How lucky I feel that a young couple had the sense to return her to the playground !!!
She was VERY upset. I have just been and purchased a wrist strap any comments on these most welcome.
Hubby is away so I have had a good cry and now have had a large glass of rose LOL.

SJLTM · 16/07/2007 18:09

Oh just to finish my day with a bang , I have just found the biggest head louse I have ever seen running through her hair!! She is now running around the garden covered in fullmarks !!

lucylala · 19/07/2007 00:13

wow, i could have posted your thread. We have just come back from holiday (only in Lakes) and my 3yr old wandered out of restaurant (there was a little play area and we all thought she was in there). She was gone for about 5mins before we found her, I was frantic but trying to remain calm and my mum was crying and a total wreck (we had to get her a brandy to calm her down!).

I found my dd at bottom of some stairs (we were in a shopping complex) and I was hugging her and telling her off at same time. I also didn't know how to explain, I just said 'you frightened mummy, I thought you were lost' and 'don't ever, ever leave mummy again' but trying not to shout.

She has NEVER EVER been a wanderer so I couldn't believe she would just walk away, she wasn't in the slightest bit upset either.

I'm totally on edge now that she's going to do it again.

Suppose it's just another way of growing up and asserting themselves.

SJLTM · 19/07/2007 13:23

Hi
The wrist strap, so far has been fantastic.
I keep explaining to dd3 why she is wearing it, and how it keeps her safe etc. I have had a few odd looks and a few knowing smiles LOL. I still keep thinking of all the things that could have happened to her, I think it will be a while before I let her run free !

Blu · 19/07/2007 13:29

general instructions like 'don't run off' are useless and confusing to young children, as they cn't work ut the difference between running ahead and running off.

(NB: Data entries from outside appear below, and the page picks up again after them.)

use chrono::{FixedOffset, Offset, Utc};
use serde::{Deserialize, Serialize};
use std::collections::{BTreeMap, HashMap};
use std::time::Duration;

use crate::errors::ConfigError;

pub const CONFIG_ENV_VAR: &str = "IMPORT_CONFIG";
/// Upper bound for `miniserver.max_retries`.
pub const MAX_RETRIES: u32 = 10;

#[derive(Debug, Clone, Deserialize, Serialize)]
#[serde(deny_unknown_fields)]
pub struct ImportConfig {
    pub miniserver: MiniserverConfig,
    pub influxdb: InfluxConfig,
    #[serde(default)]
    pub processing: ProcessingConfig,
    pub stats_map: HashMap<String, StatsMapEntry>,
}

#[derive(Debug, Clone, Deserialize, Serialize)]
#[serde(deny_unknown_fields)]
pub struct MiniserverConfig {
    pub host: String,
    pub username: String,
    pub password: String,
    #[serde(default = "default_scheme")]
    pub scheme: String,
    #[serde(default = "default_controller_timeout_ms")]
    pub request_timeout_ms: u64,
    #[serde(default = "default_max_retries")]
    pub max_retries: u32,
    #[serde(default = "default_retry_delay_ms")]
    pub retry_delay_ms: u64,
    /// Offset of the controller's local clock; stats timestamps carry no zone.
    #[serde(default)]
    pub utc_offset_minutes: i32,
}

#[derive(Debug, Clone, Deserialize, Serialize)]
#[serde(deny_unknown_fields)]
pub struct InfluxConfig {
    pub host: String,
    #[serde(default = "default_influx_port")]
    pub port: u16,
    pub username: Option<String>,
    pub password: Option<String>,
    pub database: String,
    #[serde(default = "default_scheme")]
    pub scheme: String,
    #[serde(default = "default_influx_timeout_ms")]
    pub request_timeout_ms: u64,
}

#[derive(Debug, Clone, Deserialize, Serialize)]
#[serde(deny_unknown_fields)]
pub struct ProcessingConfig {
    #[serde(default = "default_batch_size")]
    pub batch_size: usize,
    #[serde(default = "default_concurrency")]
    pub concurrency: usize,
}

#[derive(Debug, Clone, Deserialize, Serialize)]
#[serde(deny_unknown_fields)]
pub struct StatsMapEntry {
    pub measurement: String,
    #[serde(default)]
    pub tags: BTreeMap<String, String>,
}

fn default_scheme() -> String {
    "http".to_string()
}

fn default_controller_timeout_ms() -> u64 {
    10_000
}

fn default_max_retries() -> u32 {
    3
}

fn default_retry_delay_ms() -> u64 {
    1000
}

fn default_influx_port() -> u16 {
    8086
}

fn default_influx_timeout_ms() -> u64 {
    30_000
}

fn default_batch_size() -> usize {
    5000
}

fn default_concurrency() -> usize {
    4
}

impl Default for ProcessingConfig {
    fn default() -> Self {
        Self {
            batch_size: default_batch_size(),
            concurrency: default_concurrency(),
        }
    }
}

impl MiniserverConfig {
    pub fn base_url(&self) -> String {
        format!("{}://{}", self.scheme, self.host.trim_end_matches('/'))
    }

    pub fn request_timeout(&self) -> Duration {
        Duration::from_millis(self.request_timeout_ms)
    }

    pub fn retry_delay(&self) -> Duration {
        Duration::from_millis(self.retry_delay_ms)
    }

    /// Falls back to UTC for offsets `validate` would reject.
    pub fn utc_offset(&self) -> FixedOffset {
        FixedOffset::east_opt(self.utc_offset_minutes.saturating_mul(60)).unwrap_or_else(|| Utc.fix())
    }
}

impl InfluxConfig {
    pub fn write_url(&self) -> String {
        format!("{}://{}:{}/write", self.scheme, self.host, self.port)
    }

    pub fn request_timeout(&self) -> Duration {
        Duration::from_millis(self.request_timeout_ms)
    }
}

/// Loads from `config_path`, or from `IMPORT_CONFIG` when no path is given,
/// and validates the result.
pub fn load_config(config_path: Option<&str>) -> Result<ImportConfig, ConfigError> {
    let config = match config_path {
        Some(path) => ImportConfig::from_file(path)?,
        None => ImportConfig::from_env()?,
    };
    config.validate()?;
    Ok(config)
}

impl ImportConfig {
    /// Accepts YAML and, since YAML is a superset of it, JSON.
    pub fn from_file(path: &str) -> Result<Self, ConfigError> {
        let content = std::fs::read_to_string(path).map_err(|e| ConfigError::LoadFailed {
            path: path.to_string(),
            error: Box::new(e),
        })?;
        let config: ImportConfig = serde_yaml::from_str(&content)?;
        Ok(config)
    }

    pub fn from_env() -> Result<Self, ConfigError> {
        let config_str = std::env::var(CONFIG_ENV_VAR).map_err(|_| ConfigError::MissingField {
            field: format!("{} environment variable not set", CONFIG_ENV_VAR),
        })?;
        let config: ImportConfig = serde_yaml::from_str(&config_str)?;
        Ok(config)
    }

    pub fn validate(&self) -> Result<(), ConfigError> {
        if self.miniserver.host.is_empty() {
            return Err(invalid("Miniserver host cannot be empty"));
        }
        if self.miniserver.utc_offset_minutes.unsigned_abs() > 14 * 60 {
            return Err(invalid("Miniserver UTC offset must be within 14 hours"));
        }
        if self.miniserver.request_timeout_ms == 0 {
            return Err(invalid("Miniserver request timeout must be positive"));
        }
        if self.miniserver.max_retries > MAX_RETRIES {
            return Err(invalid(&format!(
                "Miniserver max_retries cannot exceed {}",
                MAX_RETRIES
            )));
        }
        if self.miniserver.max_retries > 0 && self.miniserver.retry_delay_ms == 0 {
            return Err(invalid("Miniserver retry delay must be positive"));
        }
        if self.influxdb.host.is_empty() {
            return Err(invalid("InfluxDB host cannot be empty"));
        }
        if self.influxdb.database.is_empty() {
            return Err(invalid("InfluxDB database cannot be empty"));
        }
        if self.influxdb.request_timeout_ms == 0 {
            return Err(invalid("InfluxDB request timeout must be positive"));
        }
        if self.processing.batch_size == 0 {
            return Err(invalid("Batch size must be at least 1"));
        }
        if self.processing.concurrency == 0 {
            return Err(invalid("Concurrency must be at least 1"));
        }

        for (id, entry) in &self.stats_map {
            if id.is_empty() {
                return Err(invalid("Stats map keys cannot be empty"));
            }
            if entry.measurement.is_empty() {
                return Err(invalid(&format!(
                    "Measurement for stats {} cannot be empty",
                    id
                )));
            }
            if entry.tags.iter().any(|(k, v)| k.is_empty() || v.is_empty()) {
                return Err(invalid(&format!(
                    "Tags for stats {} cannot have empty keys or values",
                    id
                )));
            }
        }
        Ok(())
    }
}

fn invalid(reason: &str) -> ConfigError {
    ConfigError::ValidationFailed {
        reason: reason.to_string(),
    }
}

Be very specific in you instructions / requests, e.g
Run to the corner but no further - do not run round the corner.
Or better still
Run to the corner and then stop and wait for me.
And if she does not comply put a wrist strap on er. Explain that if she does not folow your instructions she will have to walk holding hands or wear wrist strap. But the instructions must be v precise and clear.

imo.

meandmyflyingmachine · 19/07/2007 13:32

My dd did this all the time.

I say "you can go to the next lamp-post" or "wait by the blue car". I don't think she really gets "don't go out of my sight" or "don't go around the corner". Pick an object for her to wait next to. Take reins/wrist strap in your bag and put them on her if she doesn't do it.

SJLTM · 19/07/2007 14:46

Thank Blu and flying machine, I will give that a go when I am feeling braver!! I can remember using reins as a threat with my ds1 (now 20) and I'm sure it worked (trys hard to remember 17 years ago)LOL

pastalady · 19/07/2007 15:55

That must have been terrifying worriedmumsie.

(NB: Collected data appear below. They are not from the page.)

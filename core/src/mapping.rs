use std::collections::HashMap;

use crate::config::StatsMapEntry;
use crate::model::{MappingRule, SeriesId};

/// Lookup table from series id to destination measurement and tags, fixed
/// for the duration of a run.
#[derive(Debug, Clone, Default)]
pub struct MappingResolver {
    rules: HashMap<SeriesId, MappingRule>,
}

impl MappingResolver {
    pub fn new(rules: impl IntoIterator<Item = MappingRule>) -> Self {
        Self {
            rules: rules.into_iter().map(|r| (r.id.clone(), r)).collect(),
        }
    }

    pub fn from_stats_map(stats_map: &HashMap<String, StatsMapEntry>) -> Self {
        Self::new(stats_map.iter().map(|(id, entry)| MappingRule {
            id: SeriesId::new(id.as_str()),
            measurement: entry.measurement.clone(),
            tags: entry.tags.clone(),
        }))
    }

    pub fn resolve(&self, id: &SeriesId) -> Option<&MappingRule> {
        self.rules.get(id)
    }

    pub fn ids(&self) -> impl Iterator<Item = &SeriesId> {
        self.rules.keys()
    }

    pub fn len(&self) -> usize {
        self.rules.len()
    }

    pub fn is_empty(&self) -> bool {
        self.rules.is_empty()
    }
}
//! Evaluation functions for search algorithms that play Colograph.

use crate::{GameState, Role};

/// The score difference from `role`'s point of view, scaled by the number of
/// nodes so that games on graphs of different sizes give comparable values.
pub fn score_difference(state: &GameState, role: Role) -> f64 {
    let difference = state.score().difference(role);
    difference as f64 / (2.0 * state.graph().node_count() as f64)
}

My sister did even worse than that when she was about that age. She lived in a small town and my dad 'lost her' in the small Saturday market. She walked through the back door in floods of tears and alone (having walked to 5 min walk from the market place, down the high street, down the passage way and down our street by herself) and was followed 15 mins later by my dad in a state that can only be described as pure hysteria.

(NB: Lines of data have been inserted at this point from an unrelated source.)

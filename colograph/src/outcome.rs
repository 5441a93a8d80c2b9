use std::ops::Index;

use serde::{Deserialize, Serialize};

use crate::Role;

/// Points per role, indexed by [`Role`].
///
/// Kept in `i64`: a score parameter may be any `i32`, and every colored edge adds one.
#[derive(Copy, Clone, Debug, PartialEq, Eq, Serialize, Deserialize)]
pub struct Score([i64; 2]);

impl Score {
    pub fn new(first: i64, second: i64) -> Self {
        Self([first, second])
    }

    /// Both roles start a match with the same number of points.
    pub(crate) fn uniform(points: i64) -> Self {
        Self([points; 2])
    }

    pub(crate) fn add(&mut self, role: Role, points: i32) {
        self.0[role.index()] += i64::from(points);
    }

    /// `role`'s points minus its opponent's.
    pub fn difference(&self, role: Role) -> i64 {
        self[role] - self[role.opponent()]
    }

    pub fn total(&self) -> i64 {
        self.0.iter().sum()
    }
}

impl Index<Role> for Score {
    type Output = i64;

    fn index(&self, role: Role) -> &i64 {
        &self.0[role.index()]
    }
}

/// The zero-sum outcome of a finished match.
///
/// The margin is stored from the point of view of [`Role::First`]: positive
/// means `First` is ahead, negative means `Second` is ahead, zero is a draw.
#[derive(Copy, Clone, Debug, PartialEq, Eq, Serialize, Deserialize)]
pub struct MatchResult {
    margin: i64,
}

impl MatchResult {
    /// A result where `reference` wins by `margin` (or loses, if it is negative).
    pub fn zero_sum(margin: i64, reference: Role) -> Self {
        match reference {
            Role::First => Self { margin },
            Role::Second => Self { margin: -margin },
        }
    }

    /// The margin from `First`'s point of view.
    pub fn margin(&self) -> i64 {
        self.margin
    }

    /// What the match is worth to `role`. The payoffs of both roles sum to zero.
    pub fn payoff(&self, role: Role) -> i64 {
        match role {
            Role::First => self.margin,
            Role::Second => -self.margin,
        }
    }

    pub fn winner(&self) -> Option<Role> {
        match self.margin.signum() {
            1 => Some(Role::First),
            -1 => Some(Role::Second),
            _ => None,
        }
    }

    pub fn loser(&self) -> Option<Role> {
        self.winner().map(Role::opponent)
    }

    pub fn is_draw(&self) -> bool {
        self.margin == 0
    }
}

#[cfg(test)]
mod tests {
    use super::*;

    #[test]
    fn payoffs_are_zero_sum() {
        for margin in [-3, 0, 5] {
            for reference in Role::ALL {
                let result = MatchResult::zero_sum(margin, reference);
                assert_eq!(result.payoff(Role::First) + result.payoff(Role::Second), 0);
                assert_eq!(result.payoff(reference), margin);
            }
        }
    }

    #[test]
    fn winner_and_loser() {
        let result = MatchResult::zero_sum(2, Role::Second);
        assert_eq!(result.margin(), -2);
        assert_eq!(result.winner(), Some(Role::Second));
        assert_eq!(result.loser(), Some(Role::First));
        assert!(!result.is_draw());

        let draw = MatchResult::zero_sum(0, Role::First);
        assert_eq!(draw.winner(), None);
        assert_eq!(draw.loser(), None);
        assert!(draw.is_draw());
    }

    #[test]
    fn score_difference() {
        let score = Score::new(4, 7);
        assert_eq!(score[Role::First], 4);
        assert_eq!(score.difference(Role::First), -3);
        assert_eq!(score.difference(Role::Second), 3);
        assert_eq!(score.total(), 11);
    }
}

If her new thing is walking off, just try not to give her the oportunity. The big tellings off when she does should help get the message through.

I know that my DS would run to the end of the earth without looking back if he had the chance so I keep him on reins, but then he is younger.

Don't worry and don't feel bad, it's a new behaviour that you are now aware of and can work on.

pastalady · 19/07/2007 15:58

Also, as I like to let my DS 'run free' when it's safe, but I can't keep up with him as I'm pregnant, I find luring him to go in the direction you want with the promise of 'lolly's, zig-zag walls, swing etc helps.